The plaintiff, Timothy Shannon, is a former Marine and retired police officer who owns a pub in Sioux City, Iowa, called “Tom Foolery’s.” In the early morning hours of September 13, 2006, Shannon was arrested inside Tom Foolery’s by Michael Koehler, a patrol officer with the Sioux City Police Department. Following his arrest, Shannon filed this action under 42 U.S.C. § 1983 against Officer Koehler, the City of Sioux City, the Sioux City Police Department, and Sioux City’s former Chief of Police, Joseph Frisbie. Shannon’s complaint alleges that Officer Koehler violated the Fourth Amendment by using excessive force in arresting him, and that the City, the Department, and Chief Frisbie are liable under § 1983 for establishing or tolerating certain policies or customs that led to the purported violation of his constitutional rights. The complaint also includes state-law tort claims against each of the defendants.
The district court 1 dismissed the claims against the Department, holding that the Department is merely a subdivision of the City and thus not subject to suit. Thereafter, a magistrate judge granted the City and Chief Frisbie’s motion to “bifurcate” the claims against Officer Koehler from the claims against them. The district court later denied the defendants’ motion for summary judgment on all of Shannon’s claims and reversed the magistratе judge’s order bifurcating the relevant claims.
The defendants appeal the district court’s denial of summary judgment on Shannon’s federal claims as well as the district court’s decision on the bifurcation issue.
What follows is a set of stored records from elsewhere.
//! Chart data for the dashboard.
//!
//! Pure aggregation over records that were already fetched for one
//! organization.

use chrono::{DateTime, Datelike, Utc};

use crate::models::{EquipmentRequest, RequestStatus, Ticket, TicketStatus};

pub const DEFAULT_MONTHS: u32 = 12;
pub const MAX_MONTHS: u32 = 36;

#[derive(Debug, Clone, PartialEq, Eq)]
pub struct MonthlyCount {
    /// `YYYY-MM`
    pub month: String,
    pub count: i64,
}

#[derive(Debug, Clone, PartialEq, Eq)]
pub struct StatusCount {
    pub status: &'static str,
    pub count: i64,
}

pub trait StatusSet: Copy + PartialEq + 'static {
    fn all() -> &'static [Self];
    fn label(&self) -> &'static str;
}

impl StatusSet for TicketStatus {
    fn all() -> &'static [Self] {
        TicketStatus::ALL
    }

    fn label(&self) -> &'static str {
        self.as_str()
    }
}

impl StatusSet for RequestStatus {
    fn all() -> &'static [Self] {
        RequestStatus::ALL
    }

    fn label(&self) -> &'static str {
        self.as_str()
    }
}

/// A record that can be charted by creation month and status.
pub trait Chartable {
    type Status: StatusSet;

    fn created_at(&self) -> DateTime<Utc>;
    fn status(&self) -> Self::Status;
}

impl Chartable for Ticket {
    type Status = TicketStatus;

    fn created_at(&self) -> DateTime<Utc> {
        self.created_at
    }

    fn status(&self) -> TicketStatus {
        self.status
    }
}

impl Chartable for EquipmentRequest {
    type Status = RequestStatus;

    fn created_at(&self) -> DateTime<Utc> {
        self.created_at
    }

    fn status(&self) -> RequestStatus {
        self.status
    }
}

fn month_index(at: DateTime<Utc>) -> i64 {
    i64::from(at.year()) * 12 + i64::from(at.month0())
}

fn month_label(index: i64) -> String {
    format!("{:04}-{:02}", index.div_euclid(12), index.rem_euclid(12) + 1)
}

/// Counts records per creation month over the `months` months ending with
/// the month of `now`, oldest first. Empty months are reported as zero and
/// records outside the window are ignored.
pub fn count_by_month<T: Chartable>(
    records: &[T],
    now: DateTime<Utc>,
    months: u32,
) -> Vec<MonthlyCount> {
    if months == 0 {
        return Vec::new();
    }
    let end = month_index(now);
    let start = end - i64::from(months) + 1;

    let mut counts = vec![0i64; months as usize];
    for record in records {
        let idx = month_index(record.created_at());
        if (start..=end).contains(&idx) {
            counts[(idx - start) as usize] += 1;
        }
    }

    counts
        .into_iter()
        .enumerate()
        .map(|(offset, count)| MonthlyCount {
            month: month_label(start + offset as i64),
            count,
        })
        .collect()
}

/// Counts records per status, one entry per status in declaration order.
pub fn count_by_status<T: Chartable>(records: &[T]) -> Vec<StatusCount> {
    T::Status::all()
        .iter()
        .map(|status| StatusCount {
            status: status.label(),
            count: records.iter().filter(|r| r.status() == *status).count() as i64,
        })
        .collect()
}

/// Clamps a requested window to `1..=MAX_MONTHS`, defaulting when unset.
pub fn window_months(requested: Option<i32>) -> u32 {
    match requested {
        Some(m) if m > 0 => (m as u32).min(MAX_MONTHS),
        _ => DEFAULT_MONTHS,
    }
}

#[cfg(test)]
mod tests {
    use super::*;
    use crate::models::TicketPriority;
    use chrono::TimeZone;
    use uuid::Uuid;

    fn ticket(year: i32, month: u32, status: TicketStatus) -> Ticket {
        let at = Utc.with_ymd_and_hms(year, month, 15, 12, 0, 0).unwrap();
        Ticket {
            id: Uuid::new_v4(),
            title: "Monitor flickers".to_string(),
            description: "Second screen flickers after docking".to_string(),
            status,
            priority: TicketPriority::Medium,
            owner_id: "user_2abcdefghijklmnopqrstuvwxyz".to_string(),
            organization_id: "org_2abcdefghijklmnopqrstuvwxyz".to_string(),
            created_at: at,
            updated_at: at,
        }
    }

    #[test]
    fn test_count_by_month_spans_year_boundary() {
        let now = Utc.with_ymd_and_hms(2026, 2, 10, 0, 0, 0).unwrap();
        let tickets = vec![
            ticket(2025, 12, TicketStatus::Open),
            ticket(2026, 2, TicketStatus::Open),
            ticket(2026, 2, TicketStatus::Closed),
            // outside the window
            ticket(2025, 11, TicketStatus::Open),
        ];
        let counts = count_by_month(&tickets, now, 3);
        assert_eq!(
            counts,
            vec![
                MonthlyCount { month: "2025-12".to_string(), count: 1 },
                MonthlyCount { month: "2026-01".to_string(), count: 0 },
                MonthlyCount { month: "2026-02".to_string(), count: 2 },
            ]
        );
    }

    #[test]
    fn test_count_by_month_zero_window() {
        let now = Utc::now();
        assert!(count_by_month::<Ticket>(&[], now, 0).is_empty());
    }

    #[test]
    fn test_count_by_status_includes_empty_statuses() {
        let tickets = vec![
            ticket(2026, 1, TicketStatus::Open),
            ticket(2026, 1, TicketStatus::Open),
            ticket(2026, 1, TicketStatus::Closed),
        ];
        assert_eq!(
            count_by_status(&tickets),
            vec![
                StatusCount { status: "Open", count: 2 },
                StatusCount { status: "InProgress", count: 0 },
                StatusCount { status: "Closed", count: 1 },
            ]
        );
    }

    #[test]
    fn test_window_months() {
        assert_eq!(window_months(None), DEFAULT_MONTHS);
        assert_eq!(window_months(Some(0)), DEFAULT_MONTHS);
        assert_eq!(window_months(Some(-3)), DEFAULT_MONTHS);
        assert_eq!(window_months(Some(6)), 6);
        assert_eq!(window_months(Some(120)), MAX_MONTHS);
    }
}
For the following reasons, we affirm the district court’s denial of qualified immunity to Officer Koehler and dismiss the rest of the appeal for lack of jurisdiction.
I. BACKGROUND
On the evening of September 12, 2006, Shannon was in Tom Foolery’s drinking. *858 Starting around closing, at about 1:00 a.m. on September 13, surveillance cameras recorded Shannon stumbling drunkenly through the pub’s seating area and interacting with departing patrons.
At about 1:15 a.m., Christina Navrkal аnd Jill Murad arrived at Tom Foolery’s, apparently intending to drive Shannon home. The surveillance videos show Shannon, Navrkal, and Murad begin arguing almost immediately. The three walk behind the bar, yelling back and forth, and Shannon punches Navrkal in the face. Murad then shoves Shannon with both hands, sending him reeling backward and onto the floor. Shannon stays down until the bartender comes over to help him to his feet. Shannon touches his scalp and discovers that he is bleeding. The argument continues. Eventually, Murad becomes concerned about the cut on Shannon’s head and calls 911.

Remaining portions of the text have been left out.